Accepted for/Published in: JMIR Rehabilitation and Assistive Technologies
Date Submitted: Jun 13, 2025
Date Accepted: Feb 19, 2026
Warning: This is an author submission that is not peer-reviewed or edited. Preprints - unless they show as "accepted" - should not be relied on to guide clinical practice or health-related behavior and should not be reported in news media as established information.
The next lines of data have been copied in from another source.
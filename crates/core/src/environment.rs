//! Deployment environments of the Solution Center
//!
//! Every app embedding the login helper runs against one of a fixed set of
//! deployments. An [`Environment`] carries everything the other components
//! need from it: where the central app lives, which domain cookies are
//! scoped to, and where the token service answers.

use serde::{Deserialize, Serialize};
use std::fmt;
use tracing::{debug, warn};

/// Path of the login page inside the Solution Center app
pub const LOGIN_PATH: &str = "/login";

/// Path of the logout page inside the Solution Center app
pub const LOGOUT_PATH: &str = "/logout";

/// Port the central app listens on in local development
pub const DEFAULT_LOCAL_PORT: u16 = 3333;

/// Token service used by local development unless overridden
pub const DEFAULT_LOCAL_TOKEN_SERVICE: &str = "https://tm-dev-ext.norris.zalan.do";

/// Token service expected by the testing setup (a mock next to the app)
pub const DEFAULT_TESTING_TOKEN_SERVICE: &str = "http://localhost:3334";

const TOKENS_RESOURCE: &str = "/tokens";

/// Known deployment identifiers
#[derive(Debug, Clone, Copy, PartialEq, Eq, Hash, Serialize, Deserialize, Default)]
#[serde(rename_all = "UPPERCASE")]
pub enum EnvironmentName {
    Production,
    #[serde(alias = "STAGING")]
    Stage,
    Integration,
    Development,
    #[default]
    Local,
    Testing,
}

impl EnvironmentName {
    /// Resolve a configured name, falling back to `LOCAL` for anything unknown
    pub fn from_name(name: &str) -> Self {
        match name.trim().to_ascii_uppercase().as_str() {
            "PRODUCTION" => Self::Production,
            "STAGE" | "STAGING" => Self::Stage,
            "INTEGRATION" => Self::Integration,
            "DEVELOPMENT" => Self::Development,
            "LOCAL" => Self::Local,
            "TESTING" => Self::Testing,
            other => {
                warn!(environment = other, "Unknown environment, falling back to LOCAL");
                Self::Local
            }
        }
    }

    /// Canonical upper-case name
    pub fn as_str(&self) -> &'static str {
        match self {
            Self::Production => "PRODUCTION",
            Self::Stage => "STAGE",
            Self::Integration => "INTEGRATION",
            Self::Development => "DEVELOPMENT",
            Self::Local => "LOCAL",
            Self::Testing => "TESTING",
        }
    }

    /// Whether this is one of the developer-machine deployments
    pub fn is_local_development(&self) -> bool {
        matches!(self, Self::Local | Self::Testing)
    }
}

impl fmt::Display for EnvironmentName {
    fn fmt(&self, f: &mut fmt::Formatter<'_>) -> fmt::Result {
        f.write_str(self.as_str())
    }
}

/// Caller-supplied adjustments for local development deployments
#[derive(Debug, Clone, Default, PartialEq, Eq, Serialize, Deserialize)]
pub struct EnvironmentOverrides {
    pub port: Option<u16>,
    pub token_service: Option<String>,
    pub domain: Option<String>,
}

impl EnvironmentOverrides {
    pub fn with_port(mut self, port: u16) -> Self {
        self.port = Some(port);
        self
    }

    pub fn with_token_service(mut self, url: impl Into<String>) -> Self {
        self.token_service = Some(url.into());
        self
    }

    pub fn with_domain(mut self, domain: impl Into<String>) -> Self {
        self.domain = Some(domain.into());
        self
    }

    fn is_empty(&self) -> bool {
        self.port.is_none() && self.token_service.is_none() && self.domain.is_none()
    }
}

/// A resolved deployment
#[derive(Debug, Clone, PartialEq, Eq, Serialize, Deserialize)]
pub struct Environment {
    name: EnvironmentName,
    url: String,
    port: Option<u16>,
    token_service: String,
    domain: String,
}

impl Environment {
    /// Resolve a deployment by name, applying overrides where they are allowed
    pub fn resolve(name: &str, overrides: &EnvironmentOverrides) -> Self {
        Self::for_name(EnvironmentName::from_name(name), overrides)
    }

    /// Build the deployment for an already parsed name
    pub fn for_name(name: EnvironmentName, overrides: &EnvironmentOverrides) -> Self {
        let mut env = Self::predefined(name);

        if name.is_local_development() {
            if let Some(port) = overrides.port {
                env.port = Some(port);
            }
            if let Some(token_service) = &overrides.token_service {
                env.token_service = token_service.trim_end_matches('/').to_string();
            }
            if let Some(domain) = &overrides.domain {
                env.domain = domain.clone();
            }
        } else if !overrides.is_empty() {
            debug!(environment = %name, "Ignoring overrides for hosted environment");
        }

        env
    }

    fn predefined(name: EnvironmentName) -> Self {
        let (url, port, token_service, domain) = match name {
            EnvironmentName::Production => (
                "https://www.solutions.zalando.com",
                None,
                "https://token-management.norris.zalan.do",
                "solutions.zalando.com",
            ),
            EnvironmentName::Stage => (
                "https://sc-stage.norris.zalan.do",
                None,
                "https://tm-stage.norris.zalan.do",
                ".zalan.do",
            ),
            EnvironmentName::Integration => (
                "https://sc-integration.norris.zalan.do",
                None,
                "https://tm-integration.norris.zalan.do",
                ".zalan.do",
            ),
            EnvironmentName::Development => (
                "https://sc-development.norris.zalan.do",
                None,
                "https://tm-dev-ext.norris.zalan.do",
                ".zalan.do",
            ),
            EnvironmentName::Local => (
                "http://localhost",
                Some(DEFAULT_LOCAL_PORT),
                DEFAULT_LOCAL_TOKEN_SERVICE,
                "localhost",
            ),
            EnvironmentName::Testing => (
                "http://localhost",
                Some(DEFAULT_LOCAL_PORT),
                DEFAULT_TESTING_TOKEN_SERVICE,
                "localhost",
            ),
        };

        Self {
            name,
            url: url.to_string(),
            port,
            token_service: token_service.to_string(),
            domain: domain.to_string(),
        }
    }

    pub fn name(&self) -> EnvironmentName {
        self.name
    }

    pub fn port(&self) -> Option<u16> {
        self.port
    }

    /// Base URL of the token service
    pub fn token_service(&self) -> &str {
        &self.token_service
    }

    /// Domain cookies are scoped to, also used to vet return destinations
    pub fn domain(&self) -> &str {
        &self.domain
    }

    /// The `/tokens` resource of the token service
    pub fn token_endpoint(&self) -> String {
        format!("{}{TOKENS_RESOURCE}", self.token_service)
    }

    /// Base URL of the central Solution Center app, including the port if any
    pub fn solution_center_url(&self) -> String {
        match self.port {
            Some(port) => format!("{}:{port}", self.url),
            None => self.url.clone(),
        }
    }

    /// Cookies are marked secure everywhere except plain-http local development
    pub fn is_secure(&self) -> bool {
        self.name != EnvironmentName::Local
    }

    pub fn login_path(&self) -> &'static str {
        LOGIN_PATH
    }

    pub fn logout_path(&self) -> &'static str {
        LOGOUT_PATH
    }
}

impl Default for Environment {
    fn default() -> Self {
        Self::predefined(EnvironmentName::Local)
    }
}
Evaluating the feasibility of technology-based interventions in disability and rehabilitation: Definitions, considerations, and dimensions.
ABSTRACT
Technology-based interventions in the field of disability and rehabilitation, which may be assistive, therapeutic, and service delivery in nature, are considered complex due to the skills required of service providers and recipients, degree of individual tailoring, and diversity of use settings. Feasibility evaluation is an important step in the evolution of complex interventions that can help refine the intervention, inform implementation, and prevent wasted resources. However, guidance is lacking regarding specific considerations for evaluating the feasibility of technology-based interventions. This leaves researchers and developers to rely on resources from other fields that do not address important properties of technology-based interventions, such as usability. In this viewpoint article we: (1) Delineate a definition and framework for feasibility studies within the specific context of technology-based disability and rehabilitation interventions; (2) Highlight important and unique imperatives for feasibility studies of these interventions; and (3) Articulate feasibility dimensions and associated evaluation criteria that are relevant to these interventions. Building on previous work, we distinguish between feasibility studies, wherein we focus on iterative intervention refinement by addressing key development questions (e.g., usability), and pilot studies, which are small-scale versions of a larger study that will evaluate intervention outcomes. Integrating previous typologies, we present 13 feasibility dimensions relevant to technology-based interventions and provide sample evaluation criteria. This information may be useful for interest holders within clinical, technical design, academic, industry, and policy communities who play a role in the development, evaluation, and adoption of technology-based interventions. It is hoped that this discussion encourages comprehensive feasibility evaluations that examine unique aspects of technology-based interventions to promote real-world impact.